CROP El plásmido de doble nicasa (m) consiste en un par de plásmidos emparejados diseñados para la edición de alta especificidad del locus Luc7l3 en líneas celulares mouse. Cada plásmido expresa una nicasa Cas9 D10A y un ARN guía específico (sgRNA) dirigido a cadenas de ADN opuestas dentro de Luc7l3. Cuando se dirigen a sitios adyacentes en cadenas de ADN opuestas, las dos nicasas generan cortes en cadena simple desplazados que, juntos, producen una rotura de doble cadena escalonada, lo que requiere una actividad coordinada sobre el objetivo por parte de ambas guías. La rotura de ADN resultante se resuelve mediante vías de reparación celular endógenas, más comúnmente a través de la unión de extremos no homólogos (NHEJ), lo que da lugar a inserciones o deleciones que alteran la función de Luc7l3. Al requerir la participación de dos ARN guía en el locus diana, el enfoque de doble corte mejora la especificidad de la edición y proporciona una estrategia CRISPR complementaria para aplicaciones en las que se desea un control adicional sobre la precisión de la orientación.

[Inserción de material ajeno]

//! Reachability probe
//!
//! While a deployment sits in probation the probe must stay green: the host
//! can still reach a configured liveness target, and something outside has
//! recently probed the management endpoint inbound. Environments that cannot
//! arrange either must disable the probe explicitly; an unconfigurable probe
//! fails closed.

use std::sync::Arc;

use chrono::{DateTime, Duration, Utc};
use parking_lot::RwLock;

use crate::constants;

#[derive(Debug, Clone)]
pub enum ProbeMode {
    /// Operator explicitly opted out; probes always pass.
    Disabled,
    /// Outbound TCP connect plus an inbound witness.
    Network {
        /// host:port the host must be able to reach
        liveness_target: Option<String>,
        /// whether an inbound probe stamp is required
        require_inbound: bool,
    },
    #[cfg(test)]
    Scripted(Arc<std::sync::atomic::AtomicBool>),
}

pub struct HeartbeatProbe {
    mode: RwLock<ProbeMode>,
    /// Stamped by the facade whenever POST /probe arrives
    last_inbound: RwLock<Option<DateTime<Utc>>>,
}

impl HeartbeatProbe {
    pub fn new(mode: ProbeMode) -> Arc<Self> {
        Arc::new(Self {
            mode: RwLock::new(mode),
            last_inbound: RwLock::new(None),
        })
    }

    pub fn set_mode(&self, mode: ProbeMode) {
        *self.mode.write() = mode;
    }

    /// Facade-side witness: an external prober reached the management
    /// endpoint through the live ruleset.
    pub fn record_inbound(&self) {
        *self.last_inbound.write() = Some(Utc::now());
    }

    fn inbound_fresh(&self) -> bool {
        let window = Duration::from_std(constants::HEARTBEAT_PROBE_INTERVAL * 4)
            .unwrap_or_else(|_| Duration::seconds(20));
        self.last_inbound
            .read()
            .map(|at| Utc::now() - at <= window)
            .unwrap_or(false)
    }

    /// One probe round. Anything unconfigured while required counts as a
    /// failure.
    pub async fn check(&self) -> bool {
        let mode = self.mode.read().clone();
        match mode {
            ProbeMode::Disabled => true,
            ProbeMode::Network { liveness_target, require_inbound } => {
                let outbound_ok = match liveness_target {
                    Some(target) => outbound_reachable(&target).await,
                    None => false,
                };
                let inbound_ok = !require_inbound || self.inbound_fresh();
                outbound_ok && inbound_ok
            }
            #[cfg(test)]
            ProbeMode::Scripted(flag) => flag.load(std::sync::atomic::Ordering::SeqCst),
        }
    }
}

async fn outbound_reachable(target: &str) -> bool {
    matches!(
        tokio::time::timeout(
            std::time::Duration::from_secs(3),
            tokio::net::TcpStream::connect(target),
        )
        .await,
        Ok(Ok(_))
    )
}

#[cfg(test)]
mod tests {
    use super::*;
    use std::sync::atomic::{AtomicBool, Ordering};

    #[tokio::test]
    async fn disabled_probe_always_passes() {
        let probe = HeartbeatProbe::new(ProbeMode::Disabled);
        assert!(probe.check().await);
    }

    #[tokio::test]
    async fn unconfigured_liveness_target_fails_closed() {
        let probe = HeartbeatProbe::new(ProbeMode::Network {
            liveness_target: None,
            require_inbound: false,
        });
        assert!(!probe.check().await);
    }

    #[tokio::test]
    async fn inbound_witness_required_and_stamped() {
        // loopback listener gives the outbound leg something to hit
        let listener = tokio::net::TcpListener::bind("127.0.0.1:0").await.unwrap();
        let target = listener.local_addr().unwrap().to_string();

        let probe = HeartbeatProbe::new(ProbeMode::Network {
            liveness_target: Some(target),
            require_inbound: true,
        });
        assert!(!probe.check().await, "no inbound stamp yet");

        probe.record_inbound();
        assert!(probe.check().await);
    }

    #[tokio::test]
    async fn scripted_probe_flips() {
        let flag = Arc::new(AtomicBool::new(true));
        let probe = HeartbeatProbe::new(ProbeMode::Scripted(flag.clone()));
        assert!(probe.check().await);
        flag.store(false, Ordering::SeqCst);
        assert!(!probe.check().await);
    }
}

Para facilitar la identificación eficiente de las células editadas, un plásmido codifica GFP para la visualización fluorescente de las poblaciones transfectadas, mientras que el plásmido complementario lleva un gen de resistencia a la puromicina para la selección con antibióticos. En conjunto, estas características facilitan el enriquecimiento eficiente de las poblaciones cotransfectadas y simplifican la validación de los clones con Luc7l3 alterado.
Sólo para uso en investigación. No destinado a uso diagnóstico o terapéutico.